Operator Description Example
Ts_Mean(X, d) Rolling mean over past d days Ts_Mean(Close, 5)
Ts_Std(X, d) Rolling std dev over past d days Ts_Std(Close, 20)
Ts_Max(X, d) Rolling max over past d days Ts_Max(High, 10)
Ts_Min(X, d) Rolling min over past d days Ts_Min(Low, 10)
Ts_Sum(X, d) Rolling sum over past d days Ts_Sum(Volume, 5)
Ts_Corr(X, Y, d) Rolling correlation of X and Y Ts_Corr(Close, Volume, 20)
Ts_Cov(X, Y, d) Rolling covariance of X and Y Ts_Cov(Close, Open, 20)
Delay(X, d) Lagged value by d days (Ref) Delay(Close, 1)
Delta(X, d) Difference: X(t) - X(t-d) Delta(Close, 1)

Cross Sectional Operators

Calculated across all symbols at the same timestamp.

Operator Description Example
Rank(X) Percentile rank (0 to 1) Rank(Ts_Mean(Close, 5))
Scale(X) Scale such that sum(abs(X)) = 1 Scale(Close)

Math & Logic Operators

Operator Description Example
Log(X) Natural logarithm Log(Volume)
Abs(X) Absolute value Abs(Return)
Sign(X) Sign function (1, 0, -1) Sign(Close - Open)
SignedPower(X, e) Power preserving sign SignedPower(Close, 2)
If(Cond, A, B) Conditional (If-Else) If(Close > Open, 1, -1)

Basic Operations

Supports arithmetic +, -, *, / and comparison >, <, >=, <=, ==, !=.

Example:

(Close - Open) / Open

Advanced Tips

1. Alignment & Padding

The engine uses Polars LazyFrame for calculation.

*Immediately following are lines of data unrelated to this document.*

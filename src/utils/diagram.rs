//! Diagram rendering.
//!
//! Mermaid definitions are rendered to SVG by the page's `mermaid`
//! global. Each call is independent; a failure only affects that diagram.

use std::sync::atomic::{AtomicBool, AtomicU32, Ordering};

use js_sys::{Function, Object, Promise, Reflect};
use wasm_bindgen::{JsCast, JsValue};
use wasm_bindgen_futures::JsFuture;

use super::dom;
use crate::config::diagram::{ID_PREFIX, SECURITY_LEVEL, THEME};
use crate::core::error::DiagramError;

/// Renders a diagram definition to SVG markup.
#[allow(async_fn_in_trait)]
pub trait DiagramRenderer {
    async fn render(&self, definition: &str) -> Result<String, DiagramError>;
}

/// Display state of one diagram block.
#[derive(Clone, Debug, PartialEq, Eq)]
pub enum DiagramState {
    Loading,
    /// Rendered SVG markup
    Rendered(String),
    /// Error message shown in place of the diagram
    Failed(String),
}

impl DiagramState {
    /// Render `definition`, turning any failure into [`DiagramState::Failed`].
    pub async fn resolve<R: DiagramRenderer>(renderer: &R, definition: &str) -> Self {
        match renderer.render(definition).await {
            Ok(svg) => Self::Rendered(svg),
            Err(e) => Self::Failed(e.to_string()),
        }
    }
}

/// Renderer backed by Mermaid.js.
#[derive(Clone, Copy, Debug, Default)]
pub struct MermaidRenderer;

static INITIALIZED: AtomicBool = AtomicBool::new(false);
static NEXT_ID: AtomicU32 = AtomicU32::new(0);

impl DiagramRenderer for MermaidRenderer {
    async fn render(&self, definition: &str) -> Result<String, DiagramError> {
        let mermaid = get_mermaid()?;
        if !INITIALIZED.load(Ordering::Relaxed) {
            initialize(&mermaid)?;
            INITIALIZED.store(true, Ordering::Relaxed);
        }

        let render = method(&mermaid, "render")?;
        let id = format!("{}{}", ID_PREFIX, NEXT_ID.fetch_add(1, Ordering::Relaxed));
        let promise: Promise = render
            .call2(&mermaid, &id.into(), &definition.into())
            .map_err(render_error)?
            .into();

        let result = JsFuture::from(promise).await.map_err(|e| {
            #[cfg(target_arch = "wasm32")]
            web_sys::console::warn_1(&e);
            render_error(e)
        })?;

        Reflect::get(&result, &"svg".into())
            .ok()
            .and_then(|svg| svg.as_string())
            .ok_or(DiagramError::InvalidOutput)
    }
}

/// Get the `mermaid` object loaded by the page.
fn get_mermaid() -> Result<Object, DiagramError> {
    let window = dom::window().ok_or(DiagramError::Unavailable)?;
    Reflect::get(&window, &"mermaid".into())
        .ok()
        .and_then(|v| v.dyn_into::<Object>().ok())
        .ok_or(DiagramError::Unavailable)
}

fn method(target: &Object, name: &str) -> Result<Function, DiagramError> {
    Reflect::get(target, &name.into())
        .ok()
        .and_then(|v| v.dyn_into::<Function>().ok())
        .ok_or(DiagramError::Unavailable)
}

/// Call `mermaid.initialize({ startOnLoad, securityLevel, theme })`.
fn initialize(mermaid: &Object) -> Result<(), DiagramError> {
    let config = Object::new();
    for (key, value) in [
        ("startOnLoad", JsValue::FALSE),
        ("securityLevel", SECURITY_LEVEL.into()),
        ("theme", THEME.into()),
    ] {
        Reflect::set(&config, &key.into(), &value).map_err(|_| DiagramError::Unavailable)?;
    }

    method(mermaid, "initialize")?
        .call1(mermaid, &config)
        .map_err(render_error)?;
    Ok(())
}

fn render_error(value: JsValue) -> DiagramError {
    let message = value
        .dyn_ref::<js_sys::Error>()
        .map(|e| String::from(e.message()))
        .or_else(|| value.as_string())
        .unwrap_or_else(|| format!("{:?}", value));
    DiagramError::Render(message)
}

#[cfg(test)]
mod tests {
    use super::*;
    use crate::utils::markdown::{DocumentBlock, RenderOptions, render_blocks};
    use crate::utils::syntax::CodeHighlighter;

    /// Accepts only definitions starting with `graph`.
    struct FakeRenderer;

    impl DiagramRenderer for FakeRenderer {
        async fn render(&self, definition: &str) -> Result<String, DiagramError> {
            if definition.starts_with("graph") {
                Ok(format!("<svg><text>{}</text></svg>", definition))
            } else {
                Err(DiagramError::Render(format!(
                    "Parse error on line 1: {}",
                    definition
                )))
            }
        }
    }

    struct NoHighlight;

    impl CodeHighlighter for NoHighlight {
        fn highlight(&self, _code: &str, _language: &str) -> Option<String> {
            None
        }
    }

    #[tokio::test]
    async fn test_resolve_rendered() {
        let state = DiagramState::resolve(&FakeRenderer, "graph TD").await;
        assert_eq!(
            state,
            DiagramState::Rendered("<svg><text>graph TD</text></svg>".to_string())
        );
    }

    #[tokio::test]
    async fn test_resolve_failure_is_local() {
        let state = DiagramState::resolve(&FakeRenderer, "nonsense").await;
        assert_eq!(
            state,
            DiagramState::Failed("Parse error on line 1: nonsense".to_string())
        );
    }

    #[tokio::test]
    async fn test_invalid_diagram_keeps_rest_of_document() {
        let doc = "# Guide\n\n```mermaid\nnonsense {{\n```\n\n```mermaid\ngraph LR\n```\n\nThe end.";
        let blocks = render_blocks(doc, &RenderOptions::new(&NoHighlight));

        let mut html = Vec::new();
        let mut diagrams = Vec::new();
        for block in blocks {
            match block {
                DocumentBlock::Html(h) => html.push(h),
                DocumentBlock::Diagram(d) => {
                    diagrams.push(DiagramState::resolve(&FakeRenderer, &d).await)
                }
            }
        }

        assert!(html[0].contains("<h1>Guide</h1>"));
        assert!(html[1].contains("The end."));
        assert!(matches!(&diagrams[0], DiagramState::Failed(m) if m.contains("nonsense")));
        assert!(matches!(&diagrams[1], DiagramState::Rendered(svg) if svg.starts_with("<svg>")));
    }

    #[test]
    fn test_unavailable_message() {
        assert_eq!(
            DiagramError::Unavailable.to_string(),
            "diagram renderer not available"
        );
    }
}
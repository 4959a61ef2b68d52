//! Tree search.
//!
//! Prunes the file tree to entries whose name, or text content, contains
//! the query. Folders survive when they match or contain a match. A
//! folder that matches by name but holds no matching entry keeps its
//! original children, so no folder is ever left empty.

use super::classify::is_image_entry;
use crate::models::{ContentIndex, FileNode};

/// Filter `tree` by a case-insensitive substring query.
///
/// An empty query returns the tree unchanged. Inputs are never mutated.
pub fn filter_tree(tree: &[FileNode], contents: &ContentIndex, query: &str) -> Vec<FileNode> {
    if query.is_empty() {
        return tree.to_vec();
    }
    let needle = query.to_lowercase();
    filter_nodes(tree, contents, &needle)
}

fn filter_nodes(nodes: &[FileNode], contents: &ContentIndex, needle: &str) -> Vec<FileNode> {
    nodes
        .iter()
        .filter_map(|node| filter_node(node, contents, needle))
        .collect()
}

fn filter_node(node: &FileNode, contents: &ContentIndex, needle: &str) -> Option<FileNode> {
    match node {
        FileNode::Folder {
            name,
            path,
            children,
        } => {
            let matching = filter_nodes(children, contents, needle);
            let children = if !matching.is_empty() {
                matching
            } else if name_matches(name, needle) {
                children.clone()
            } else {
                return None;
            };
            Some(FileNode::Folder {
                name: name.clone(),
                path: path.clone(),
                children,
            })
        }
        FileNode::File { name, path } => {
            (name_matches(name, needle) || content_matches(path, contents, needle))
                .then(|| node.clone())
        }
    }
}

fn name_matches(name: &str, needle: &str) -> bool {
    name.to_lowercase().contains(needle)
}

fn content_matches(path: &str, contents: &ContentIndex, needle: &str) -> bool {
    if is_image_entry(path) {
        return false;
    }
    contents
        .get(path)
        .and_then(|content| content.text())
        .is_some_and(|text| text.to_lowercase().contains(needle))
}
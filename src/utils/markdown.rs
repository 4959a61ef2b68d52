//! Markdown rendering utilities.
//!
//! Provides safe markdown-to-HTML conversion with XSS protection, query
//! highlighting, code block colouring and extraction of diagram blocks.
//! All behaviour is controlled by the [`RenderOptions`] passed to each call.

use std::sync::LazyLock;

use pulldown_cmark::{CodeBlockKind, Event, Options, Parser, Tag, TagEnd, TextMergeStream, html};
use regex::Regex;

use super::highlight::highlight_matches;
use super::syntax::CodeHighlighter;
use crate::config::diagram;

/// Fenced diagram blocks, e.g. ```` ```mermaid ... ``` ````.
static DIAGRAM_FENCE: LazyLock<Regex> = LazyLock::new(|| {
    Regex::new(&format!(r"(?s)```{}(.*?)```", regex::escape(diagram::LANGUAGE)))
        .expect("diagram fence pattern is valid")
});

/// Rendering configuration for one call.
#[derive(Clone, Copy)]
pub struct RenderOptions<'a> {
    /// GitHub-style tables and strikethrough
    pub tables: bool,
    /// Render single newlines as line breaks
    pub hard_breaks: bool,
    /// Search query to mark in text (empty for none)
    pub query: &'a str,
    /// Colours fenced code blocks
    pub highlighter: &'a dyn CodeHighlighter,
}

impl<'a> RenderOptions<'a> {
    pub fn new(highlighter: &'a dyn CodeHighlighter) -> Self {
        Self {
            tables: true,
            hard_breaks: true,
            query: "",
            highlighter,
        }
    }

    pub fn with_query(self, query: &'a str) -> Self {
        Self { query, ..self }
    }

    fn parser_options(&self) -> Options {
        let mut options = Options::empty();
        if self.tables {
            options.insert(Options::ENABLE_TABLES);
            options.insert(Options::ENABLE_STRIKETHROUGH);
        }
        options
    }
}

/// A piece of a Markdown document.
#[derive(Clone, Debug, PartialEq, Eq)]
pub enum Segment<'a> {
    /// Ordinary Markdown
    Markup(&'a str),
    /// Diagram definition taken from a fenced diagram block
    Diagram(&'a str),
}

/// A rendered piece of a Markdown document.
#[derive(Clone, Debug, PartialEq, Eq, Hash)]
pub enum DocumentBlock {
    /// Sanitized HTML
    Html(String),
    /// Diagram definition still to be rendered
    Diagram(String),
}

/// Split a document around its fenced diagram blocks, in order.
///
/// Diagram definitions are trimmed; markup segments are kept verbatim.
pub fn split_diagrams(markdown: &str) -> Vec<Segment<'_>> {
    let mut segments = Vec::new();
    let mut last = 0;
    for caps in DIAGRAM_FENCE.captures_iter(markdown) {
        let (Some(whole), Some(body)) = (caps.get(0), caps.get(1)) else {
            continue;
        };
        if whole.start() > last {
            segments.push(Segment::Markup(&markdown[last..whole.start()]));
        }
        segments.push(Segment::Diagram(body.as_str().trim()));
        last = whole.end();
    }
    if last < markdown.len() {
        segments.push(Segment::Markup(&markdown[last..]));
    }
    segments
}

/// Render a document into HTML blocks and diagram blocks.
///
/// Whitespace-only markup between diagrams is dropped.
pub fn render_blocks(markdown: &str, options: &RenderOptions<'_>) -> Vec<DocumentBlock> {
    split_diagrams(markdown)
        .into_iter()
        .filter_map(|segment| match segment {
            Segment::Diagram(definition) => Some(DocumentBlock::Diagram(definition.to_string())),
            Segment::Markup(text) if text.trim().is_empty() => None,
            Segment::Markup(text) => Some(DocumentBlock::Html(markdown_to_html(text, options))),
        })
        .collect()
}

/// Convert markdown content to sanitized HTML.
///
/// Fenced code blocks go through the configured highlighter; text outside
/// code and image alt text has query matches wrapped in `<mark>`.
/// Adjacent text events are merged first so a query can match across
/// characters the parser splits apart (`*`, `_`, `[`). The output is sanitized
/// using `ammonia` to prevent XSS attacks.
pub fn markdown_to_html(markdown: &str, options: &RenderOptions<'_>) -> String {
    let parser = TextMergeStream::new(Parser::new_ext(markdown, options.parser_options()));

    let mut events = Vec::new();
    // (language, code) of the fenced block being collected
    let mut code_block: Option<(String, String)> = None;
    // Alt text is written as an attribute value, so it must stay plain text
    let mut image_depth = 0usize;

    for event in parser {
        match event {
            Event::Start(Tag::CodeBlock(kind)) => {
                let language = match kind {
                    CodeBlockKind::Fenced(info) => {
                        info.split_whitespace().next().unwrap_or_default().to_string()
                    }
                    CodeBlockKind::Indented => String::new(),
                };
                code_block = Some((language, String::new()));
            }
            Event::End(TagEnd::CodeBlock) => {
                if let Some((language, code)) = code_block.take() {
                    events.push(Event::Html(
                        render_code_block(&language, &code, options).into(),
                    ));
                }
            }
            Event::Start(Tag::Image { .. }) => {
                image_depth += 1;
                events.push(event);
            }
            Event::End(TagEnd::Image) => {
                image_depth = image_depth.saturating_sub(1);
                events.push(event);
            }
            Event::Text(text) => match code_block.as_mut() {
                Some((_, code)) => code.push_str(&text),
                None if image_depth > 0 || options.query.trim().is_empty() => {
                    events.push(Event::Text(text))
                }
                None => events.push(Event::InlineHtml(
                    highlight_matches(&text, options.query).into(),
                )),
            },
            Event::SoftBreak if options.hard_breaks => events.push(Event::HardBreak),
            other => events.push(other),
        }
    }

    let mut html_output = String::new();
    html::push_html(&mut html_output, events.into_iter());

    sanitize(&html_output)
}

fn render_code_block(language: &str, code: &str, options: &RenderOptions<'_>) -> String {
    let body = options
        .highlighter
        .highlight(code, language)
        .unwrap_or_else(|| ammonia::clean_text(code));

    let language: String = language
        .chars()
        .filter(|c| c.is_ascii_alphanumeric() || matches!(c, '-' | '_' | '+'))
        .collect();
    if language.is_empty() {
        format!("<pre><code>{}</code></pre>\n", body)
    } else {
        format!(
            "<pre><code class=\"language-{}\">{}</code></pre>\n",
            language, body
        )
    }
}

/// Sanitize HTML, keeping highlighter classes and search marks.
fn sanitize(html: &str) -> String {
    ammonia::Builder::default()
        .add_tags(&["mark"])
        .add_tag_attributes("code", &["class"])
        .add_tag_attributes("span", &["class"])
        .clean(html)
        .to_string()
}
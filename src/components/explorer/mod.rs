//! File explorer UI components.
//!
//! Components:
//! - [`Explorer`] - Search box above the file tree
//! - [`TreeNodes`] - Recursive, collapsible tree of folders and files

#[allow(clippy::module_inception)]
mod explorer;
mod tree;

pub use explorer::Explorer;
pub use tree::TreeNodes;
//! File tree construction.
//!
//! Builds the ordered [`FileNode`] hierarchy from the flat entry map.
//! Folders are never taken from directory entries; they are created from
//! the prefixes of file paths, once per distinct prefix.

use std::cmp::Ordering;
use std::collections::HashMap;

use icu_collator::{Collator, CollatorOptions, Strength};

use super::archive::{ArchiveEntry, EntryMap, file_entries};
use crate::models::FileNode;

/// Build the sorted file tree for every file entry.
pub fn build_tree<E: ArchiveEntry>(entries: &EntryMap<E>) -> Vec<FileNode> {
    let mut root = Level::default();
    for (path, _) in file_entries(entries) {
        root.insert(path);
    }

    let mut tree = root.into_nodes();
    sort_tree(&mut tree);
    tree
}

/// Sort every level: folders first, then files, each by name.
pub fn sort_tree(nodes: &mut [FileNode]) {
    for node in nodes.iter_mut() {
        if let FileNode::Folder { children, .. } = node {
            sort_tree(children);
        }
    }
    nodes.sort_by(compare_nodes);
}

fn compare_nodes(a: &FileNode, b: &FileNode) -> Ordering {
    match (a.is_folder(), b.is_folder()) {
        (true, false) => Ordering::Less,
        (false, true) => Ordering::Greater,
        _ => compare_names(a.name(), b.name()),
    }
}

thread_local! {
    /// Root-locale collator, built once per thread from compiled data.
    static COLLATOR: Option<Collator> = {
        let mut options = CollatorOptions::new();
        options.strength = Some(Strength::Tertiary);
        Collator::try_new(&Default::default(), options).ok()
    };
}

/// Locale-aware comparison: accents and case are secondary to the base
/// letters, and names differing only in case put lowercase first.
/// Names the collator considers equal fall back to code point order.
fn compare_names(a: &str, b: &str) -> Ordering {
    COLLATOR
        .with(|collator| match collator {
            Some(collator) => collator.compare(a, b),
            None => a.to_lowercase().cmp(&b.to_lowercase()).then_with(|| b.cmp(a)),
        })
        .then_with(|| a.cmp(b))
}

/// One level of the tree under construction.
#[derive(Default)]
struct Level {
    folders: Vec<PendingFolder>,
    /// Folder path (with trailing `/`) to its position in `folders`
    by_path: HashMap<String, usize>,
    files: Vec<FileNode>,
}

struct PendingFolder {
    name: String,
    path: String,
    level: Level,
}

impl Level {
    fn insert(&mut self, full_path: &str) {
        let trimmed = full_path.trim_end_matches('/');
        let segments: Vec<&str> = trimmed.split('/').collect();
        let Some((file_name, folders)) = segments.split_last() else {
            return;
        };

        let mut current = self;
        let mut prefix = String::new();
        for segment in folders.iter().filter(|segment| !segment.is_empty()) {
            prefix.push_str(segment);
            prefix.push('/');
            current = current.folder(segment, &prefix);
        }

        current.files.push(FileNode::file(*file_name, full_path));
    }

    /// Get the child folder at `path`, creating it on first use.
    fn folder(&mut self, name: &str, path: &str) -> &mut Level {
        let index = match self.by_path.get(path) {
            Some(&index) => index,
            None => {
                self.folders.push(PendingFolder {
                    name: name.to_string(),
                    path: path.to_string(),
                    level: Level::default(),
                });
                let index = self.folders.len() - 1;
                self.by_path.insert(path.to_string(), index);
                index
            }
        };
        &mut self.folders[index].level
    }

    fn into_nodes(self) -> Vec<FileNode> {
        self.folders
            .into_iter()
            .map(|folder| FileNode::Folder {
                name: folder.name,
                path: folder.path,
                children: folder.level.into_nodes(),
            })
            .chain(self.files)
            .collect()
    }
}

#[cfg(test)]
mod tests {
    use super::*;
    use crate::core::archive::test_support::MockEntry;

    fn entries(paths: &[&str]) -> EntryMap<MockEntry> {
        paths
            .iter()
            .map(|p| {
                let entry = if p.ends_with('/') {
                    MockEntry::dir()
                } else {
                    MockEntry::file(b"")
                };
                (p.to_string(), entry)
            })
            .collect()
    }

    fn names(nodes: &[FileNode]) -> Vec<&str> {
        nodes.iter().map(FileNode::name).collect()
    }

    fn collect_file_paths(nodes: &[FileNode], out: &mut Vec<String>) {
        for node in nodes {
            match node {
                FileNode::Folder { children, .. } => collect_file_paths(children, out),
                FileNode::File { path, .. } => out.push(path.clone()),
            }
        }
    }

    #[test]
    fn test_build_nested_tree() {
        let tree = build_tree(&entries(&["docs/readme.md", "docs/img/logo.png"]));

        assert_eq!(
            tree,
            vec![FileNode::Folder {
                name: "docs".to_string(),
                path: "docs/".to_string(),
                children: vec![
                    FileNode::Folder {
                        name: "img".to_string(),
                        path: "docs/img/".to_string(),
                        children: vec![FileNode::file("logo.png", "docs/img/logo.png")],
                    },
                    FileNode::file("readme.md", "docs/readme.md"),
                ],
            }]
        );
    }

    #[test]
    fn test_folder_prefixes_created_once() {
        let tree = build_tree(&entries(&["a/b/1.md", "a/b/2.md", "a/c.md", "a/b/d/3.md"]));

        assert_eq!(tree.len(), 1);
        let a = &tree[0];
        assert_eq!(names(a.children()), ["b", "c.md"]);
        let b = &a.children()[0];
        assert_eq!(names(b.children()), ["d", "1.md", "2.md"]);
        assert_eq!(b.children()[0].path(), "a/b/d/");
    }

    #[test]
    fn test_folders_before_files_and_case_order() {
        let tree = build_tree(&entries(&[
            "zeta.md", "Alpha.md", "alpha.md", "beta/x.md", "Gamma/y.md", "_notes.md",
        ]));

        assert_eq!(
            names(&tree),
            ["beta", "Gamma", "_notes.md", "alpha.md", "Alpha.md", "zeta.md"]
        );
    }

    #[test]
    fn test_names_use_locale_order() {
        let tree = build_tree(&entries(&[
            "1.md", "_notes.md", "Zebra.md", "Éclair.md", "~tmp.md", "alpha.md",
        ]));

        assert_eq!(
            names(&tree),
            ["_notes.md", "~tmp.md", "1.md", "alpha.md", "Éclair.md", "Zebra.md"]
        );
    }

    #[test]
    fn test_accented_names_sort_with_base_letter() {
        assert_eq!(compare_names("éclair", "eclair"), Ordering::Greater);
        assert_eq!(compare_names("éclair", "fig"), Ordering::Less);
        assert_eq!(compare_names("a", "A"), Ordering::Less);
        assert_eq!(compare_names("same", "same"), Ordering::Equal);
    }

    #[test]
    fn test_empty_segments_do_not_create_folders() {
        let tree = build_tree(&entries(&["a//b.md", "a/c.md"]));

        assert_eq!(names(&tree), ["a"]);
        assert_eq!(tree[0].path(), "a/");
        assert_eq!(names(tree[0].children()), ["b.md", "c.md"]);
        assert_eq!(tree[0].children()[0].path(), "a//b.md");
    }

    #[test]
    fn test_every_file_appears_once() {
        let paths = ["x/1.md", "x/y/2.md", "3.md", "x/y/z/4.png", "x/y/5.txt"];
        let tree = build_tree(&entries(&paths));

        let mut found = Vec::new();
        collect_file_paths(&tree, &mut found);
        found.sort();
        let mut expected: Vec<String> = paths.iter().map(|p| p.to_string()).collect();
        expected.sort();
        assert_eq!(found, expected);
    }

    #[test]
    fn test_directory_entries_and_empty_paths_skipped() {
        let tree = build_tree(&entries(&["empty/", "docs/", "docs/a.md", ""]));

        assert_eq!(names(&tree), ["docs"]);
        assert_eq!(names(tree[0].children()), ["a.md"]);
    }

    #[test]
    fn test_empty_archive_gives_empty_tree() {
        assert!(build_tree(&entries(&[])).is_empty());
        assert!(build_tree(&entries(&["only/", "dirs/"])).is_empty());
    }

    #[test]
    fn test_file_and_folder_with_same_name() {
        let tree = build_tree(&entries(&["notes", "notes/today.md"]));

        assert_eq!(tree.len(), 2);
        assert!(tree[0].is_folder());
        assert_eq!(tree[0].path(), "notes/");
        assert!(!tree[1].is_folder());
        assert_eq!(tree[1].path(), "notes");
    }

    #[test]
    fn test_sort_is_idempotent() {
        let mut tree = build_tree(&entries(&["b/a.md", "B.md", "a/z.md", "a/A.md", "c.txt"]));
        let once = tree.clone();
        sort_tree(&mut tree);
        assert_eq!(tree, once);
    }

    #[test]
    fn test_order_independent_of_insertion() {
        let forward = ["m/1.md", "a.md", "m/0.md", "b/", "z/q.md"];
        let mut shuffled = forward;
        shuffled.reverse();

        let mut left = Level::default();
        for p in forward {
            left.insert(p);
        }
        let mut right = Level::default();
        for p in shuffled {
            right.insert(p);
        }
        let mut left = left.into_nodes();
        let mut right = right.into_nodes();
        sort_tree(&mut left);
        sort_tree(&mut right);
        assert_eq!(left, right);
    }
}
//! Archive processing pipeline.
//!
//! Decode, drop ignored entries, then build the tree and the content
//! index side by side. Either both come back or nothing does.

use super::archive::ArchiveDecoder;
use super::classify::is_ignored_entry;
use super::content::materialize;
use super::error::ProcessingError;
use super::tree::build_tree;
use crate::models::{ContentIndex, FileNode};

/// Result of processing one uploaded archive.
#[derive(Clone, Debug, Default, PartialEq, Eq)]
pub struct ProcessedArchive {
    pub tree: Vec<FileNode>,
    pub contents: ContentIndex,
}

/// Turn raw archive bytes into a file tree and content index.
///
/// Any failure (unreadable container, a single undecodable entry) is
/// reported as one [`ProcessingError`].
pub async fn process_archive<D: ArchiveDecoder>(
    decoder: &D,
    bytes: Vec<u8>,
) -> Result<ProcessedArchive, ProcessingError> {
    let result = run(decoder, bytes).await;

    #[cfg(target_arch = "wasm32")]
    if let Err(ref e) = result {
        web_sys::console::error_1(&format!("Archive processing failed: {}", e.cause()).into());
    }

    result
}

async fn run<D: ArchiveDecoder>(
    decoder: &D,
    bytes: Vec<u8>,
) -> Result<ProcessedArchive, ProcessingError> {
    let mut entries = decoder.decode(bytes).await?;
    entries.retain(|path, _| !is_ignored_entry(path));

    let (tree, contents) =
        futures::join!(async { build_tree(&entries) }, materialize(&entries));

    Ok(ProcessedArchive {
        tree,
        contents: contents?,
    })
}
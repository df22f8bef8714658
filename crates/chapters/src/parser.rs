//! Разбор файла экспорта маркеров Adobe Premiere Pro.
//!
//! Экспорт — текст с колонками, разделёнными табуляцией. Первая строка
//! всегда заголовок:
//!
//! ```text
//! Name	Description	In	Out	Duration	Marker Type	Comment
//! Intro		00:00:00:00	00:00:00:00	00:00:00:00	Chapter
//! ```
//!
//! Используются только колонки `Name`, `Description` и `In`. Строки без
//! названия или без входного таймкода молча пропускаются: слишком большое
//! число пропусков всё равно обнаружит валидация ("too few chapters").

use csv::{ReaderBuilder, StringRecord, Terminator};
use tracing::{debug, trace};

use crate::marker::RawMarker;

/// Заголовок экспорта маркеров Premiere.
pub const HEADER: &str = "Name\tDescription\tIn\tOut\tDuration\tMarker Type\tComment";

/// Индексы используемых колонок.
pub struct MarkerColumn;

impl MarkerColumn {
    /// Название маркера.
    pub const NAME: usize = 0;
    /// Описание маркера.
    pub const DESCRIPTION: usize = 1;
    /// Входной таймкод.
    pub const IN: usize = 2;
}

/// Разбирает содержимое файла экспорта в упорядоченный список маркеров.
///
/// Никогда не завершается ошибкой: пустой вход или вход из одного
/// заголовка дают пустой список.
///
/// # Пример
///
/// ```
/// use chapters::parser::parse;
///
/// let content = "Name\tDescription\tIn\n\
///                Intro\tOpening\t00:00:00:00\n\
///                \t\t00:00:05:00";
/// let markers = parse(content);
///
/// assert_eq!(markers.len(), 1);
/// assert_eq!(markers[0].name, "Intro");
/// assert_eq!(markers[0].description.as_deref(), Some("Opening"));
/// ```
#[must_use]
pub fn parse(content: &str) -> Vec<RawMarker> {
    // Заголовок отбрасывается всегда, даже пустой
    let Some((_header, body)) = content.split_once('\n') else {
        return Vec::new();
    };

    // Кавычки в названиях глав — обычный текст, поэтому quoting отключён.
    // Строки делит только `\n`: одиночный `\r` остаётся частью поля.
    let mut reader = ReaderBuilder::new()
        .delimiter(b'\t')
        .has_headers(false)
        .flexible(true)
        .quoting(false)
        .terminator(Terminator::Any(b'\n'))
        .from_reader(body.as_bytes());

    let mut markers = Vec::new();
    let mut skipped = 0usize;

    for result in reader.records() {
        let record = match result {
            Ok(record) => record,
            Err(e) => {
                skipped += 1;
                debug!(%e, "skipping unreadable marker row");
                continue;
            }
        };

        match marker_from_record(&record) {
            Some(marker) => markers.push(marker),
            None => {
                skipped += 1;
                debug!(line = ?line_number(&record), "skipping row without name or timecode");
            }
        }
    }

    trace!(parsed = markers.len(), skipped, "parsed marker export");
    markers
}

/// Строит маркер из одной строки, если в ней есть название и таймкод.
fn marker_from_record(record: &StringRecord) -> Option<RawMarker> {
    let column = |idx: usize| record.get(idx).unwrap_or("").trim();

    let name = column(MarkerColumn::NAME);
    let timecode = column(MarkerColumn::IN);
    if name.is_empty() || timecode.is_empty() {
        return None;
    }

    let description = column(MarkerColumn::DESCRIPTION);
    Some(RawMarker {
        name: name.to_string(),
        source_timecode: timecode.to_string(),
        description: (!description.is_empty()).then(|| description.to_string()),
    })
}

/// Номер строки в исходном файле (1-based, с учётом заголовка).
fn line_number(record: &StringRecord) -> Option<u64> {
    record.position().map(|pos| pos.line() + 1)
}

For time-series operations (e.g., Ts_Mean), Polars operates on data grouped by symbol. Note: If data is missing for certain dates (e.g., trading halts), rolling window calculations might be based on physical rows rather than time. To ensure precision, it is recommended to reindex/pad your data against a trading calendar before writing it to the catalog.

2. Memory Optimization

FactorEngine uses Lazy Evaluation: 1. engine.run() does not load all data into memory immediately. 2. Polars constructs a query plan and only reads the columns required for calculation (Projection Pushdown). 3. For example, when calculating Ts_Mean(Close, 5), the engine only reads symbol, date, and close columns, ignoring open, high, etc., saving significant memory.

3. Composite Factor Examples

You can nest multiple operators to build complex Alpha factors:

  • Price-Volume Divergence: Ts_Corr(Close, Volume, 20) (Correlation between price and volume)
  • Momentum Reversal: Rank(Ts_Mean(Close, 5)) - Rank(Ts_Mean(Close, 20)) (Short-term momentum minus long-term momentum)
  • Volatility Adjusted Momentum: Ts_Mean(Close, 20) / Ts_Std(Close, 20)

FAQ

Q: Is intraday data (minute bars) supported? A: Yes. As long as the date column contains timestamps. Time-series operators (e.g., Ts_Mean) are based on window length (number of rows). For minute bars, d=60 represents the past 60 minute bars.

Q: How to handle trading halts? A: It is recommended to pad records for halted days (using forward fill or NaN) before storing data. If the date is missing from the data, rolling functions will skip that date and take the previous row as t-1, which might not be intended behavior.

Q: Why is my result full of NaNs? A: 1. Check if window size d is larger than data length (Warmup period). 2. Check if data contains many NaNs. 3. Check if column names are correct (e.g., Close vs close; the engine auto-converts to lowercase, but ClosePrice won't match close).